Suzuki Y, et al. [6] used remimazolam bolus for induction and remimazolam infusion to maintain general anesthesia. We did not use benzodiazepine infusion because clearance is slow, and its effect may be prolongated.

MELAS patients have a more definitive risk of rhabdomyolysis and malignant hyperthermia than regular patients. The use of succinylcholine in MELAS patients with muscle wasting can still predispose patients to hyperkalemia; that is why we used rocuronium to provide neuromuscular relaxation and obtained arterial blood gases to detect the level of K+, which remained within average values.

None of the complications like myocardial disturbances, malign hyperthermia, or muscle hypotonia, occurred in our case. We decided to share this case report with our other colleagues around the globe as an essential source of information related to the role of general anesthesia because we could not find any other cases of patients with TMEM 50 undergoing general anesthesia [7].

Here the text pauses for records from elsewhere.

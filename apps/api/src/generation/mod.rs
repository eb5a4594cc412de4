//! AI generation port: CV parsing, CV improvement, cover letters.
//!
//! Workers depend on [`GenerationService`]; the production implementation
//! forwards to the single `LlmClient`.

use std::fmt;
use std::str::FromStr;

use async_trait::async_trait;
use serde::{Deserialize, Serialize};
use serde_json::Value;

use crate::llm_client::LlmError;

pub mod prompts;
pub mod service;

pub use service::LlmGenerationService;

#[derive(Debug, Clone, Copy, Default, PartialEq, Eq, Serialize, Deserialize)]
#[serde(rename_all = "lowercase")]
pub enum Tone {
    #[default]
    Professional,
    Friendly,
    Formal,
    Creative,
}

impl Tone {
    pub fn as_str(&self) -> &'static str {
        match self {
            Tone::Professional => "professional",
            Tone::Friendly => "friendly",
            Tone::Formal => "formal",
            Tone::Creative => "creative",
        }
    }
}

impl FromStr for Tone {
    type Err = String;

    fn from_str(s: &str) -> Result<Self, Self::Err> {
        match s.trim().to_ascii_lowercase().as_str() {
            "professional" => Ok(Tone::Professional),
            "friendly" => Ok(Tone::Friendly),
            "formal" => Ok(Tone::Formal),
            "creative" => Ok(Tone::Creative),
            other => Err(format!(
                "Invalid tone '{other}'. Expected one of: professional, friendly, formal, creative"
            )),
        }
    }
}

impl fmt::Display for Tone {
    fn fmt(&self, f: &mut fmt::Formatter<'_>) -> fmt::Result {
        f.write_str(self.as_str())
    }
}

/// Structured CV as returned by the parser. Every field tolerates absence.
#[derive(Debug, Clone, Default, PartialEq, Serialize, Deserialize)]
#[serde(default)]
pub struct ParsedCv {
    pub full_name: Option<String>,
    pub email: Option<String>,
    pub phone: Option<String>,
    pub location: Option<String>,
    pub summary: Option<String>,
    pub positions: Vec<Value>,
    pub education: Vec<Value>,
    pub skills: Vec<String>,
    pub languages: Vec<String>,
    pub certifications: Vec<String>,
}

#[derive(Debug, Clone, PartialEq, Serialize, Deserialize)]
pub struct FixedCv {
    pub improved_cv_markdown: String,
    /// Free text or a list of bullet strings, whichever the model returned.
    #[serde(default)]
    pub changelog: Value,
}

#[derive(Debug, Clone, PartialEq, Serialize, Deserialize)]
pub struct CoverLetter {
    #[serde(alias = "short_version")]
    pub short: String,
    #[serde(alias = "full_version")]
    pub full: String,
    #[serde(alias = "key_bullets", default)]
    pub bullets: Vec<String>,
}

#[derive(Debug, thiserror::Error)]
pub enum GenerationError {
    #[error("LLM error: {0}")]
    Llm(#[from] LlmError),

    #[error("malformed generation output: {0}")]
    Malformed(String),
}

impl GenerationError {
    /// Malformed output is worth another sample; rejected requests are not.
    pub fn is_transient(&self) -> bool {
        match self {
            GenerationError::Llm(e) => e.is_transient(),
            GenerationError::Malformed(_) => true,
        }
    }
}

#[async_trait]
pub trait GenerationService: Send + Sync {
    async fn parse_cv(&self, text: &str) -> Result<ParsedCv, GenerationError>;

    async fn fix_cv(
        &self,
        parsed: &Value,
        goal: &str,
        notes: Option<&str>,
    ) -> Result<FixedCv, GenerationError>;

    /// `candidate` is the merged profile/CV summary sent to the model.
    async fn cover_letter(
        &self,
        candidate: &Value,
        job_text: &str,
        tone: Tone,
    ) -> Result<CoverLetter, GenerationError>;
}
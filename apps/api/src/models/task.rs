use std::fmt;
use std::str::FromStr;

use chrono::{DateTime, Utc};
use serde::{Deserialize, Serialize};
use serde_json::Value;
use sqlx::FromRow;
use uuid::Uuid;

/// What a task asks the pipeline to do. Selects the worker and the queue.
#[derive(Debug, Clone, Copy, PartialEq, Eq, Hash, Serialize, Deserialize)]
#[serde(rename_all = "SCREAMING_SNAKE_CASE")]
pub enum TaskKind {
    CoverLetter,
    FixCv,
    Parse,
}

impl TaskKind {
    pub fn as_str(&self) -> &'static str {
        match self {
            TaskKind::CoverLetter => "COVER_LETTER",
            TaskKind::FixCv => "FIX_CV",
            TaskKind::Parse => "PARSE",
        }
    }

    /// Human label used in notifications.
    pub fn label(&self) -> &'static str {
        match self {
            TaskKind::CoverLetter => "Cover Letter",
            TaskKind::FixCv => "CV Fix",
            TaskKind::Parse => "CV Parse",
        }
    }
}

impl FromStr for TaskKind {
    type Err = String;

    fn from_str(s: &str) -> Result<Self, Self::Err> {
        match s {
            "COVER_LETTER" => Ok(TaskKind::CoverLetter),
            "FIX_CV" => Ok(TaskKind::FixCv),
            "PARSE" => Ok(TaskKind::Parse),
            _ => Err(format!("Invalid task kind: {s}")),
        }
    }
}

impl fmt::Display for TaskKind {
    fn fmt(&self, f: &mut fmt::Formatter<'_>) -> fmt::Result {
        f.write_str(self.as_str())
    }
}

#[derive(Debug, Clone, Copy, PartialEq, Eq, Hash, Serialize, Deserialize)]
#[serde(rename_all = "SCREAMING_SNAKE_CASE")]
pub enum TaskStatus {
    Pending,
    InProgress,
    Completed,
    Failed,
}

impl TaskStatus {
    pub fn as_str(&self) -> &'static str {
        match self {
            TaskStatus::Pending => "PENDING",
            TaskStatus::InProgress => "IN_PROGRESS",
            TaskStatus::Completed => "COMPLETED",
            TaskStatus::Failed => "FAILED",
        }
    }
}

impl FromStr for TaskStatus {
    type Err = String;

    fn from_str(s: &str) -> Result<Self, Self::Err> {
        match s {
            "PENDING" => Ok(TaskStatus::Pending),
            "IN_PROGRESS" => Ok(TaskStatus::InProgress),
            "COMPLETED" => Ok(TaskStatus::Completed),
            "FAILED" => Ok(TaskStatus::Failed),
            _ => Err(format!("Invalid task status: {s}")),
        }
    }
}

impl fmt::Display for TaskStatus {
    fn fmt(&self, f: &mut fmt::Formatter<'_>) -> fmt::Result {
        f.write_str(self.as_str())
    }
}

/// One persisted unit of asynchronous work.
///
/// `version` is the optimistic concurrency token; it never leaves the service.
#[derive(Debug, Clone, PartialEq, Serialize)]
pub struct Task {
    pub id: Uuid,
    pub user_id: Uuid,
    pub kind: TaskKind,
    pub status: TaskStatus,
    pub input: Value,
    pub output_data: Option<Value>,
    pub output_url: Option<String>,
    pub error: Option<String>,
    pub progress: u8,
    #[serde(skip)]
    pub version: i32,
    pub created_at: DateTime<Utc>,
    pub finished_at: Option<DateTime<Utc>>,
}

impl Task {
    pub fn new(kind: TaskKind, user_id: Uuid, input: Value) -> Self {
        Self {
            id: Uuid::new_v4(),
            user_id,
            kind,
            status: TaskStatus::Pending,
            input,
            output_data: None,
            output_url: None,
            error: None,
            progress: 0,
            version: 1,
            created_at: Utc::now(),
            finished_at: None,
        }
    }
}

/// Raw `tasks` row. Enum columns are stored as TEXT.
#[derive(Debug, Clone, FromRow)]
pub struct TaskRow {
    pub id: Uuid,
    pub user_id: Uuid,
    pub kind: String,
    pub status: String,
    pub input: Value,
    pub output_data: Option<Value>,
    pub output_url: Option<String>,
    pub error: Option<String>,
    pub progress: i16,
    pub version: i32,
    pub created_at: DateTime<Utc>,
    pub finished_at: Option<DateTime<Utc>>,
}

impl TryFrom<TaskRow> for Task {
    type Error = String;

    fn try_from(row: TaskRow) -> Result<Self, Self::Error> {
        Ok(Task {
            id: row.id,
            user_id: row.user_id,
            kind: row.kind.parse()?,
            status: row.status.parse()?,
            input: row.input,
            output_data: row.output_data,
            output_url: row.output_url,
            error: row.error,
            progress: row.progress.clamp(0, 100) as u8,
            version: row.version,
            created_at: row.created_at,
            finished_at: row.finished_at,
        })
    }
}

/// A task whose job still has to be handed to the queue.
#[derive(Debug, Clone, FromRow)]
pub struct OutboxEntry {
    pub task_id: Uuid,
    pub created_at: DateTime<Utc>,
    pub attempts: i32,
    pub last_error: Option<String>,
}

/// Page of tasks for the operator listing.
#[derive(Debug, Clone, Serialize)]
pub struct TaskPage {
    pub tasks: Vec<Task>,
    pub total: i64,
    pub page: i64,
    pub total_pages: i64,
}

#[derive(Debug, Clone, Default, PartialEq, Serialize)]
pub struct TaskStats {
    pub total: i64,
    pub pending: i64,
    pub in_progress: i64,
    pub completed: i64,
    pub failed: i64,
}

In conclusion, meticulous preoperative planning should be done to minimize the metabolic stress caused by the process of anesthesia and surgery in these patients. We must remember that lactic acidosis and malign hyperthermia may develop in patients with MELAS. Pediatric patients with mitochondrial encephalo-cardiomyopathy should have their procedures done by trained multidisciplinary teams, including anesthesiologists, surgeons, pediatrists, and metabolic professionals at specialist centers. The importance of a perioperative comprehensive, detailed assessment and treatment for these patients is crucial.

Declaration of Interest


Authors' Contribution

We took turns in caring for the patient. DH acquired the data and figures and produced the first draft of this report. DS analyzed the figures. NC reviewed and polished the manuscript.

Availability of Data and Material

The data generated or analyzed during this study are included in this article or, if absent, are available from the corresponding author upon reasonable request.



Ethical Statement

Baskent University Hospital human research ethics committee approval was attended for writing this case report.